WHAT TO DO
Your output should be each line from the material below that has the word "volume".

#####

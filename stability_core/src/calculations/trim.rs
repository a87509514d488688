//! # Trim Solver
//!
//! Balances the longitudinal centres of buoyancy and gravity about the
//! midship section. Positions are measured forward from the aft
//! perpendicular, so a centre of gravity aft of the centre of buoyancy gives
//! positive trim (by the stern).
//!
//! Any missing ingredient (unknown length, unresolved LCG, zero
//! displacement, vanishing MCT) gives zero trim with `applicable = false`.

use serde::{Deserialize, Serialize};

use crate::config::HydrostaticSettings;
use crate::equations::hydrostatic::{
    metacentric_radius, moment_to_change_trim_1cm, trim_from_lever, waterplane_inertia_longitudinal,
};
use crate::hydrostatics::{CurveAttribute, HydrostaticModel};
use crate::loading::LoadingState;
use crate::ship::ShipProfile;
use crate::units::EPS;

/// Trim and the longitudinal quantities it was derived from.
#[derive(Debug, Clone, Copy, PartialEq, Serialize, Deserialize)]
pub struct TrimSolution {
    /// Trim (m), positive by the stern
    pub trim_m: f64,
    /// LCB from AP (m)
    pub lcb_m: Option<f64>,
    /// LCG from AP (m)
    pub lcg_m: Option<f64>,
    /// Longitudinal metacentric radius (m)
    pub bm_l_m: f64,
    /// Moment to change trim one centimetre (t·m/cm)
    pub mct_1cm_tm: f64,
    /// False when trim could not be computed and was set to zero
    pub applicable: bool,
}

impl TrimSolution {
    fn level(lcb_m: Option<f64>, lcg_m: Option<f64>, bm_l_m: f64, mct_1cm_tm: f64) -> Self {
        Self {
            trim_m: 0.0,
            lcb_m,
            lcg_m,
            bm_l_m,
            mct_1cm_tm,
            applicable: false,
        }
    }
}

/// Solve trim at the given mean draft.
///
/// LCB comes from the model (default amidships); I_L from the model, else
/// from a rectangular waterplane when breadth is known.
///
/// # Example
///
/// ```rust
/// use stability_core::calculations::trim;
/// use stability_core::config::HydrostaticSettings;
/// use stability_core::hydrostatics::HullModel;
/// use stability_core::loading::LoadingState;
/// use stability_core::ship::ShipProfile;
///
/// let settings = HydrostaticSettings::default();
/// let ship = ShipProfile::new("MV Example").with_dimensions(100.0, 18.0, 9.0, 6.0);
/// let hull = HullModel::resolve(&ship, None, &settings).unwrap().unwrap();
///
/// // Centre of gravity 2 m aft of amidships: trimmed by the stern
/// let state = LoadingState { total_mass_t: 5000.0, kg_m: 6.0, lcg_m: Some(48.0),
///     lcg_norm: Some(0.48), ..Default::default() };
/// let solution = trim::solve(&state, hull.as_model(), 3.5, &ship, &settings);
/// assert!(solution.trim_m > 0.0);
/// ```
pub fn solve(
    state: &LoadingState,
    model: &dyn HydrostaticModel,
    draft_m: f64,
    ship: &ShipProfile,
    settings: &HydrostaticSettings,
) -> TrimSolution {
    let displacement = state.total_mass_t;
    let volume = if settings.water_density_t_m3 > EPS {
        displacement / settings.water_density_t_m3
    } else {
        0.0
    };

    let length = ship.length();
    let i_l = model
        .attribute_at(draft_m, CurveAttribute::LongitudinalInertia)
        .or_else(|| match (length, ship.breadth()) {
            (Some(l), Some(b)) => Some(waterplane_inertia_longitudinal(l, b)),
            _ => None,
        });
    let bm_l = i_l.map(|i| metacentric_radius(i, volume)).unwrap_or(0.0);

    let Some(length) = length else {
        log::debug!("trim not computed: length unknown");
        return TrimSolution::level(None, state.lcg_m, bm_l, 0.0);
    };

    let lcb_fraction = model
        .attribute_at(draft_m, CurveAttribute::LcbFraction)
        .unwrap_or(0.5);
    let lcb_m = lcb_fraction * length;
    let lcg_m = state.lcg_m.or_else(|| state.lcg_norm.map(|f| f * length));
    let mct = moment_to_change_trim_1cm(displacement, bm_l, length);

    let Some(lcg) = lcg_m else {
        log::debug!("trim not computed: LCG unresolved");
        return TrimSolution::level(Some(lcb_m), None, bm_l, mct);
    };
    if displacement <= EPS || mct.abs() < EPS {
        return TrimSolution::level(Some(lcb_m), Some(lcg), bm_l, mct);
    }

    let trim = trim_from_lever(displacement, lcb_m, lcg, mct);
    log::debug!(
        "trim solved: LCB {:.3} m, LCG {:.3} m, MCT {:.2} t·m/cm -> {:+.3} m",
        lcb_m,
        lcg,
        mct,
        trim
    );

    TrimSolution {
        trim_m: trim,
        lcb_m: Some(lcb_m),
        lcg_m: Some(lcg),
        bm_l_m: bm_l,
        mct_1cm_tm: mct,
        applicable: true,
    }
}

#[cfg(test)]
mod tests {
    use super::*;
    use crate::hydrostatics::HullModel;

    fn setup() -> (ShipProfile, HullModel, HydrostaticSettings) {
        let settings = HydrostaticSettings::default();
        let ship = ShipProfile::new("Test").with_dimensions(100.0, 18.0, 9.0, 6.0);
        let hull = HullModel::resolve(&ship, None, &settings).unwrap().unwrap();
        (ship, hull, settings)
    }

    fn state(lcg_m: Option<f64>) -> LoadingState {
        LoadingState {
            total_mass_t: 5000.0,
            kg_m: 6.0,
            lcg_m,
            lcg_norm: lcg_m.map(|x| x / 100.0),
            ..Default::default()
        }
    }

    #[test]
    fn test_balanced_is_level() {
        let (ship, hull, settings) = setup();
        let s = solve(&state(Some(50.0)), hull.as_model(), 3.5, &ship, &settings);
        assert!(s.applicable);
        assert!(s.trim_m.abs() < 1e-12);
    }

    #[test]
    fn test_trim_sign_and_magnitude() {
        let (ship, hull, settings) = setup();
        let aft = solve(&state(Some(48.0)), hull.as_model(), 3.5, &ship, &settings);
        let fwd = solve(&state(Some(52.0)), hull.as_model(), 3.5, &ship, &settings);
        assert!(aft.trim_m > 0.0);
        assert!(fwd.trim_m < 0.0);
        assert!((aft.trim_m + fwd.trim_m).abs() < 1e-9);

        // t = (LCB - LCG)·L / BM_L
        let expected = 2.0 * 100.0 / aft.bm_l_m;
        assert!((aft.trim_m - expected).abs() < 1e-9);
    }

    #[test]
    fn test_mct_formula() {
        let (ship, hull, settings) = setup();
        let s = solve(&state(Some(50.0)), hull.as_model(), 3.5, &ship, &settings);
        // I_L = 18·100³/12 = 1.5e6, V = 5000/1.025
        let bm_l = 1.5e6 / (5000.0 / 1.025);
        assert!((s.bm_l_m - bm_l).abs() < 1e-6);
        assert!((s.mct_1cm_tm - 5000.0 * bm_l / 10_000.0).abs() < 1e-6);
    }

    #[test]
    fn test_unknown_length_is_not_applicable() {
        let settings = HydrostaticSettings::default();
        let ship = ShipProfile::new("NoLength").with_dimensions(0.0, 18.0, 9.0, 6.0);
        let hull = crate::hydrostatics::HydrostaticCurveSet::from_external(vec![
            crate::hydrostatics::CurveSample::new(0.0, 0.0),
            crate::hydrostatics::CurveSample::new(6.0, 9000.0),
        ])
        .unwrap();
        let s = solve(&state(Some(40.0)), &hull, 3.0, &ship, &settings);
        assert!(!s.applicable);
        assert_eq!(s.trim_m, 0.0);
        assert!(s.lcb_m.is_none());
    }

    #[test]
    fn test_unresolved_lcg_is_level() {
        let (ship, hull, settings) = setup();
        let s = solve(&state(None), hull.as_model(), 3.5, &ship, &settings);
        assert!(!s.applicable);
        assert_eq!(s.trim_m, 0.0);
    }

    #[test]
    fn test_zero_displacement_is_level() {
        let (ship, hull, settings) = setup();
        let empty = LoadingState::default();
        let s = solve(&empty, hull.as_model(), 0.0, &ship, &settings);
        assert_eq!(s.trim_m, 0.0);
        assert_eq!(s.bm_l_m, 0.0);
    }
}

#####

SOLUTION TO THE PROBLEM
    let volume = if settings.water_density_t_m3 > EPS {
    let bm_l = i_l.map(|i| metacentric_radius(i, volume)).unwrap_or(0.0);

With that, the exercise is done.